Documento realizzato da due economisti, Michel Albert (francese) e James Ball (inglese), e presentato al Parlamento europeo nell’agosto 1983 dal titolo Per una ripresa dell’economia europea negli anni ottanta.
Secondo tale rapporto è importante realizzare un mercato unico sul territorio comunitario mediante il coordinamento delle differenti politiche nazionali, soprattutto nel settore dei trasporti e della ricerca in campo tecnologico.
Se non vi è armonizzazione a livello comunitario degli interventi nazionali in questi settori vi è una dispersione delle energie utili per rimuovere gli ostacoli alla crescita dell’Europa unita.

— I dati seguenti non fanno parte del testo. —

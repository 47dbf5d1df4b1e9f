// src/server/mod.rs
// HTTP surface: request routing and shared application state

pub mod handlers;
pub mod types;

use axum::routing::{get, post};
use axum::Router;
use std::sync::Arc;
use tower_http::cors::CorsLayer;
use tower_http::trace::TraceLayer;

use crate::chat::ChatPipeline;
use crate::config::DexConfig;
use crate::metadata::MetadataService;
use crate::store::{SessionStore, TurnStore};

#[derive(Clone)]
pub struct AppState {
    pub config: Arc<DexConfig>,
    pub pipeline: Arc<ChatPipeline>,
    pub turns: Arc<dyn TurnStore>,
    pub sessions: Arc<dyn SessionStore>,
    pub metadata: Arc<MetadataService>,
}

pub fn router(state: AppState) -> Router {
    Router::new()
        .route("/health", get(handlers::health_check))
        .route("/api/agent/v1", post(handlers::chat_agent))
        .route("/api/sessions/v1", get(handlers::list_sessions))
        .route("/api/chathistory/v1", get(handlers::session_history))
        .route("/api/metadata/v1", get(handlers::datasource_metadata))
        .route("/api/updateflags/v1", post(handlers::update_chat_flags))
        .layer(CorsLayer::permissive())
        .layer(TraceLayer::new_for_http())
        .with_state(state)
}
// src/tools/mapping.rs
// Survey question-hierarchy mapping files and the tool that reads them

use async_trait::async_trait;
use serde::Deserialize;
use serde_json::Value;
use std::path::{Path, PathBuf};

use super::Tool;
use crate::error::PipelineError;

/// Find the newest `question_mapping_<year>.json` under the mapping
/// directory. Returns the year and its file path.
pub fn latest_mapping_year(dir: &Path) -> Option<(i32, PathBuf)> {
    let entries = std::fs::read_dir(dir).ok()?;
    let mut latest: Option<(i32, PathBuf)> = None;

    for entry in entries.flatten() {
        let path = entry.path();
        let Some(stem) = path.file_stem().and_then(|s| s.to_str()) else {
            continue;
        };
        let Some(year) = stem
            .strip_prefix("question_mapping_")
            .and_then(|y| y.parse::<i32>().ok())
        else {
            continue;
        };
        if latest.as_ref().map(|(y, _)| year > *y).unwrap_or(true) {
            latest = Some((year, path));
        }
    }

    latest
}

fn read_mapping(dir: &Path, filename: Option<&str>) -> Result<Value, String> {
    let path = match filename {
        Some(name) => dir.join(name),
        None => {
            latest_mapping_year(dir)
                .map(|(_, path)| path)
                .ok_or_else(|| format!("no mapping files under {}", dir.display()))?
        }
    };

    let raw = std::fs::read_to_string(&path)
        .map_err(|e| format!("cannot read mapping file {}: {}", path.display(), e))?;
    serde_json::from_str(&raw).map_err(|e| format!("mapping file is not valid JSON: {}", e))
}

#[derive(Debug, Deserialize, Default)]
struct MappingRequest {
    #[serde(default)]
    filename: Option<String>,
}

/// Reads the question-hierarchy mapping file for the oral-health survey.
pub struct MappingFileTool {
    dir: PathBuf,
}

impl MappingFileTool {
    pub fn new(dir: impl Into<PathBuf>) -> Self {
        Self { dir: dir.into() }
    }
}

#[async_trait]
impl Tool for MappingFileTool {
    fn name(&self) -> &'static str {
        "sohea_mapping_file_reader"
    }

    fn description(&self) -> &'static str {
        "Reads the survey question mapping file. Input is a JSON object with an optional filename."
    }

    async fn call(&self, input: &str) -> Result<String, PipelineError> {
        // Input may be a JSON object or empty; either selects the latest file
        let request: MappingRequest = if input.trim().is_empty() {
            MappingRequest::default()
        } else {
            match serde_json::from_str(input) {
                Ok(r) => r,
                Err(e) => return Ok(format!("invalid request JSON: {}", e)),
            }
        };

        match read_mapping(&self.dir, request.filename.as_deref()) {
            Ok(mapping) => Ok(mapping.to_string()),
            Err(e) => Ok(e),
        }
    }
}

#[cfg(test)]
mod tests {
    use super::*;
    use std::fs;

    #[test]
    fn latest_year_wins() {
        let dir = tempfile::tempdir().unwrap();
        fs::write(dir.path().join("question_mapping_2023.json"), "{}").unwrap();
        fs::write(dir.path().join("question_mapping_2025.json"), "{}").unwrap();
        fs::write(dir.path().join("notes.txt"), "ignore me").unwrap();

        let (year, path) = latest_mapping_year(dir.path()).unwrap();
        assert_eq!(year, 2025);
        assert!(path.ends_with("question_mapping_2025.json"));
    }

    #[tokio::test]
    async fn tool_reads_named_file() {
        let dir = tempfile::tempdir().unwrap();
        fs::write(
            dir.path().join("question_mapping_2024.json"),
            r#"{"Q1": {"children": ["Q1a"]}}"#,
        )
        .unwrap();

        let tool = MappingFileTool::new(dir.path());
        let out = tool
            .call(r#"{"filename": "question_mapping_2024.json"}"#)
            .await
            .unwrap();
        assert!(out.contains("Q1a"));

        // Missing files come back as an observation string
        let out = tool.call(r#"{"filename": "missing.json"}"#).await.unwrap();
        assert!(out.contains("cannot read mapping file"));
    }
}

Questo porta ad una maggiore competitività delle industrie europee soprattutto nei confronti di quelle americane e giapponesi.

Regime linguistico

Regime linguistico art. 290 Trattato CE; Regolamento CEE 15 aprile 1958, n. 1/58

Il regime linguistico delle istituzioni delle Comunità europee è stabilit dal Consiglio dell’Unione che delibera all’unanimità.

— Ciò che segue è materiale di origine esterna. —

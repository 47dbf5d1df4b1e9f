// src/llm/mod.rs
// Model client trait and shared types

use async_trait::async_trait;
use serde::{Deserialize, Serialize};
use tokio::sync::mpsc;

use crate::error::PipelineError;

pub mod azure;

pub use azure::{AzureEmbeddingClient, AzureModelClient};

/// Token counts for one model call. On streaming calls the totals are only
/// meaningful on the final `Usage` event.
#[derive(Debug, Clone, Copy, Default, Serialize, Deserialize)]
pub struct TokenUsage {
    pub input_tokens: u32,
    pub output_tokens: u32,
}

impl TokenUsage {
    pub fn new(input_tokens: u32, output_tokens: u32) -> Self {
        Self { input_tokens, output_tokens }
    }

    pub fn add(&mut self, other: &TokenUsage) {
        self.input_tokens += other.input_tokens;
        self.output_tokens += other.output_tokens;
    }
}

/// A completed (non-streaming) model call.
#[derive(Debug, Clone)]
pub struct Completion {
    pub text: String,
    pub usage: TokenUsage,
}

/// Events produced by a streaming model call.
#[derive(Debug, Clone)]
pub enum StreamEvent {
    TextDelta(String),
    Usage(TokenUsage),
    Error(String),
    Done,
}

/// Universal model interface. One prompt in, generated text plus token
/// counts out; `stream` produces the same text incrementally.
#[async_trait]
pub trait ModelClient: Send + Sync {
    /// Client name for logging
    fn name(&self) -> &'static str;

    /// Model identifier recorded on persisted turns
    fn model_name(&self) -> &str;

    async fn invoke(&self, prompt: &str) -> Result<Completion, PipelineError>;

    async fn stream(&self, prompt: &str) -> Result<mpsc::Receiver<StreamEvent>, PipelineError>;
}

/// Embedding interface used by the search index client.
#[async_trait]
pub trait EmbeddingClient: Send + Sync {
    async fn embed(&self, text: &str) -> Result<Vec<f32>, PipelineError>;
}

Quando furono istituite le Comunità europee le lingue ufficiali erano solo quattro: danese, francese, tedesco e italiano.

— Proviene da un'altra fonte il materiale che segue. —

// src/store/sqlite.rs
// SQLite-backed document store. Records are kept as JSON documents with the
// identity and ordering columns indexed alongside.

use async_trait::async_trait;
use sqlx::sqlite::{SqlitePool, SqlitePoolOptions};
use sqlx::Row;

use super::{InsertOutcome, PriorTurn, SessionRecord, SessionStore, TurnRecord, TurnStore};
use crate::error::PipelineError;

pub struct SqliteStore {
    pool: SqlitePool,
}

impl SqliteStore {
    pub fn new(pool: SqlitePool) -> Self {
        Self { pool }
    }

    pub async fn connect(database_url: &str, max_connections: u32) -> Result<Self, PipelineError> {
        let pool = SqlitePoolOptions::new()
            .max_connections(max_connections)
            .connect(database_url)
            .await?;
        Ok(Self { pool })
    }

    pub async fn migrate(&self) -> Result<(), PipelineError> {
        sqlx::query(
            r#"
            CREATE TABLE IF NOT EXISTS turns (
                id TEXT PRIMARY KEY,
                user_id TEXT NOT NULL,
                session_id TEXT NOT NULL,
                chat_id INTEGER NOT NULL,
                doc TEXT NOT NULL,
                created_at INTEGER NOT NULL
            )
            "#,
        )
        .execute(&self.pool)
        .await?;

        sqlx::query(
            r#"
            CREATE TABLE IF NOT EXISTS sessions (
                id TEXT PRIMARY KEY,
                user_id TEXT NOT NULL,
                session_id TEXT NOT NULL,
                data_source TEXT NOT NULL,
                doc TEXT NOT NULL,
                updated_at INTEGER NOT NULL
            )
            "#,
        )
        .execute(&self.pool)
        .await?;

        sqlx::query(
            "CREATE INDEX IF NOT EXISTS idx_turns_session ON turns(user_id, session_id, chat_id)",
        )
        .execute(&self.pool)
        .await?;

        Ok(())
    }

    pub fn pool(&self) -> &SqlitePool {
        &self.pool
    }
}

fn doc_json<T: serde::Serialize>(record: &T) -> Result<String, PipelineError> {
    serde_json::to_string(record)
        .map_err(|e| PipelineError::Other(anyhow::anyhow!("record serialization failed: {}", e)))
}

#[async_trait]
impl TurnStore for SqliteStore {
    async fn insert(&self, record: &TurnRecord) -> Result<InsertOutcome, PipelineError> {
        let doc = doc_json(record)?;
        let result = sqlx::query(
            r#"
            INSERT INTO turns (id, user_id, session_id, chat_id, doc, created_at)
            VALUES ($1, $2, $3, $4, $5, $6)
            "#,
        )
        .bind(&record.id)
        .bind(&record.user_id)
        .bind(&record.session_id)
        .bind(record.chat_id)
        .bind(&doc)
        .bind(chrono::Utc::now().timestamp())
        .execute(&self.pool)
        .await;

        match result {
            Ok(_) => Ok(InsertOutcome::Inserted),
            Err(sqlx::Error::Database(db)) if db.is_unique_violation() => Ok(InsertOutcome::Conflict),
            Err(e) => Err(e.into()),
        }
    }

    async fn update(&self, id: &str, record: &TurnRecord) -> Result<(), PipelineError> {
        let doc = doc_json(record)?;
        sqlx::query("UPDATE turns SET doc = $1 WHERE id = $2")
            .bind(&doc)
            .bind(id)
            .execute(&self.pool)
            .await?;
        Ok(())
    }

    async fn latest_chat_id(
        &self,
        user_id: &str,
        session_id: &str,
    ) -> Result<Option<i64>, PipelineError> {
        let max: Option<i64> = sqlx::query_scalar(
            "SELECT MAX(chat_id) FROM turns WHERE user_id = $1 AND session_id = $2",
        )
        .bind(user_id)
        .bind(session_id)
        .fetch_one(&self.pool)
        .await?;
        Ok(max)
    }

    async fn recent_turns(
        &self,
        user_id: &str,
        session_id: &str,
        limit: usize,
    ) -> Result<Vec<PriorTurn>, PipelineError> {
        let rows = sqlx::query(
            r#"
            SELECT doc FROM turns
            WHERE user_id = $1 AND session_id = $2
            ORDER BY chat_id DESC
            LIMIT $3
            "#,
        )
        .bind(user_id)
        .bind(session_id)
        .bind(limit as i64)
        .fetch_all(&self.pool)
        .await?;

        Ok(rows
            .into_iter()
            .filter_map(|row| {
                let doc: String = row.get("doc");
                serde_json::from_str(&doc).ok()
            })
            .collect())
    }

    async fn get_turn(
        &self,
        user_id: &str,
        session_id: &str,
        chat_id: i64,
    ) -> Result<Option<TurnRecord>, PipelineError> {
        let row = sqlx::query(
            "SELECT doc FROM turns WHERE user_id = $1 AND session_id = $2 AND chat_id = $3",
        )
        .bind(user_id)
        .bind(session_id)
        .bind(chat_id)
        .fetch_optional(&self.pool)
        .await?;

        Ok(row.and_then(|row| {
            let doc: String = row.get("doc");
            serde_json::from_str(&doc).ok()
        }))
    }

    async fn session_history(
        &self,
        user_id: &str,
        session_id: &str,
    ) -> Result<Vec<TurnRecord>, PipelineError> {
        let rows = sqlx::query(
            r#"
            SELECT doc FROM turns
            WHERE user_id = $1 AND session_id = $2
            ORDER BY chat_id ASC
            "#,
        )
        .bind(user_id)
        .bind(session_id)
        .fetch_all(&self.pool)
        .await?;

        Ok(rows
            .into_iter()
            .filter_map(|row| {
                let doc: String = row.get("doc");
                serde_json::from_str(&doc).ok()
            })
            .collect())
    }
}

#[async_trait]
impl SessionStore for SqliteStore {
    async fn insert(&self, record: &SessionRecord) -> Result<InsertOutcome, PipelineError> {
        let doc = doc_json(record)?;
        let result = sqlx::query(
            r#"
            INSERT INTO sessions (id, user_id, session_id, data_source, doc, updated_at)
            VALUES ($1, $2, $3, $4, $5, $6)
            "#,
        )
        .bind(&record.id)
        .bind(&record.user_id)
        .bind(&record.session_id)
        .bind(&record.data_source)
        .bind(&doc)
        .bind(chrono::Utc::now().timestamp())
        .execute(&self.pool)
        .await;

        match result {
            Ok(_) => Ok(InsertOutcome::Inserted),
            Err(sqlx::Error::Database(db)) if db.is_unique_violation() => Ok(InsertOutcome::Conflict),
            Err(e) => Err(e.into()),
        }
    }

    async fn update(&self, id: &str, record: &SessionRecord) -> Result<(), PipelineError> {
        let doc = doc_json(record)?;
        sqlx::query("UPDATE sessions SET doc = $1, updated_at = $2 WHERE id = $3")
            .bind(&doc)
            .bind(chrono::Utc::now().timestamp())
            .bind(id)
            .execute(&self.pool)
            .await?;
        Ok(())
    }

    async fn get(&self, id: &str) -> Result<Option<SessionRecord>, PipelineError> {
        let row = sqlx::query("SELECT doc FROM sessions WHERE id = $1")
            .bind(id)
            .fetch_optional(&self.pool)
            .await?;

        Ok(row.and_then(|row| {
            let doc: String = row.get("doc");
            serde_json::from_str(&doc).ok()
        }))
    }

    async fn distinct_datasources(&self, user_id: &str) -> Result<Vec<String>, PipelineError> {
        let rows: Vec<String> =
            sqlx::query_scalar("SELECT DISTINCT data_source FROM sessions WHERE user_id = $1")
                .bind(user_id)
                .fetch_all(&self.pool)
                .await?;
        Ok(rows)
    }

    async fn sessions_for(
        &self,
        user_id: &str,
        data_source: &str,
        limit: usize,
    ) -> Result<Vec<SessionRecord>, PipelineError> {
        let rows = sqlx::query(
            r#"
            SELECT doc FROM sessions
            WHERE user_id = $1 AND data_source = $2
            ORDER BY updated_at DESC
            LIMIT $3
            "#,
        )
        .bind(user_id)
        .bind(data_source)
        .bind(limit as i64)
        .fetch_all(&self.pool)
        .await?;

        Ok(rows
            .into_iter()
            .filter_map(|row| {
                let doc: String = row.get("doc");
                serde_json::from_str(&doc).ok()
            })
            .collect())
    }
}

#[cfg(test)]
mod tests {
    use super::*;
    use crate::chat::response::FinalResponse;

    async fn test_store() -> SqliteStore {
        // A single connection keeps the in-memory database alive and shared
        let store = SqliteStore::connect("sqlite::memory:", 1).await.unwrap();
        store.migrate().await.unwrap();
        store
    }

    fn record(session_id: &str, chat_id: i64, response: &str) -> TurnRecord {
        TurnRecord {
            summary: FinalResponse::empty(),
            chat_id,
            id: TurnRecord::identity(session_id, chat_id),
            inserted_at: chrono::Utc::now().to_rfc3339(),
            user_id: "ada@example.org".into(),
            session_id: session_id.into(),
            show_sql: false,
            show_visualization: false,
            prompt: format!("prompt {}", chat_id),
            rephrased_prompt: String::new(),
            response: response.into(),
            total_input_tokens: 10,
            total_output_tokens: 5,
            modelname: "gpt-4o".into(),
            input_cost: 0.0,
            output_cost: 0.0,
            total_cost: 0.0,
            data_source: "ahrf".into(),
            application_name: "AI Data Explorer".into(),
        }
    }

    #[tokio::test]
    async fn insert_conflict_updates_in_place() {
        let store = test_store().await;

        let first = record("s1", 1, "first");
        assert_eq!(TurnStore::insert(&store, &first).await.unwrap(), InsertOutcome::Inserted);

        let second = record("s1", 1, "second");
        assert_eq!(TurnStore::insert(&store, &second).await.unwrap(), InsertOutcome::Conflict);
        TurnStore::update(&store, &second.id, &second).await.unwrap();

        let stored = store.get_turn("ada@example.org", "s1", 1).await.unwrap().unwrap();
        assert_eq!(stored.response, "second");
        assert_eq!(store.session_history("ada@example.org", "s1").await.unwrap().len(), 1);
    }

    #[tokio::test]
    async fn chat_ids_count_up_from_one() {
        let store = test_store().await;
        assert_eq!(store.latest_chat_id("ada@example.org", "s1").await.unwrap(), None);

        for chat_id in 1..=3 {
            TurnStore::insert(&store, &record("s1", chat_id, "r")).await.unwrap();
        }
        assert_eq!(store.latest_chat_id("ada@example.org", "s1").await.unwrap(), Some(3));

        // Another session does not interfere
        TurnStore::insert(&store, &record("s2", 7, "r")).await.unwrap();
        assert_eq!(store.latest_chat_id("ada@example.org", "s1").await.unwrap(), Some(3));
    }

    #[tokio::test]
    async fn recent_turns_come_back_most_recent_first() {
        let store = test_store().await;
        for chat_id in 1..=7 {
            TurnStore::insert(&store, &record("s1", chat_id, "r")).await.unwrap();
        }

        let recent = store.recent_turns("ada@example.org", "s1", 5).await.unwrap();
        assert_eq!(recent.len(), 5);
        assert_eq!(recent[0].chat_id, 7);
        assert_eq!(recent[4].chat_id, 3);
    }

    #[tokio::test]
    async fn sessions_round_trip() {
        let store = test_store().await;
        let session = SessionRecord {
            id: SessionRecord::identity("ada@example.org", "s1"),
            user_id: "ada@example.org".into(),
            session_id: "s1".into(),
            session_name: "how many dentists?".into(),
            data_source: "ahrf".into(),
            application_name: "AI Data Explorer".into(),
            inserted_at: chrono::Utc::now().to_rfc3339(),
            last_updated_at: chrono::Utc::now().to_rfc3339(),
            is_favorite: false,
            is_deleted: false,
        };

        assert_eq!(SessionStore::insert(&store, &session).await.unwrap(), InsertOutcome::Inserted);
        assert_eq!(SessionStore::insert(&store, &session).await.unwrap(), InsertOutcome::Conflict);

        let datasources = store.distinct_datasources("ada@example.org").await.unwrap();
        assert_eq!(datasources, vec!["ahrf"]);

        let sessions = store.sessions_for("ada@example.org", "ahrf", 10).await.unwrap();
        assert_eq!(sessions.len(), 1);
        assert_eq!(sessions[0].session_name, "how many dentists?");
    }
}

Successivamente aderiono nuovi Stati, quindi le lingue ufficiali e di lavoro delle istituzioni divennero undici: danese, finlandese, francese, greco, italiano, inglese, olandese, portoghese, spagnolo, svedese e tedesco.
I testi diretti da uno Stato membro alle istituzioni comunitarie possono essere scritti, con una lingua a scelta del mittente fra le lingue della Comunità.
La risposta dell’istituzione deve essere redatta nella stessa lingua.
I testi diretti dalle istituzioni ad uno Stato membro devono essere scritti nella lingua ufficiale di quest’ultimo.
Quando le istituzioni emanano regolamenti e atti a portata generale, questi devono essere redatti nelle undici lingue ufficiali della Comunità.
La Gazzetta ufficiale delle Comunità europee è pubblicata in tutte le lingue ufficiali.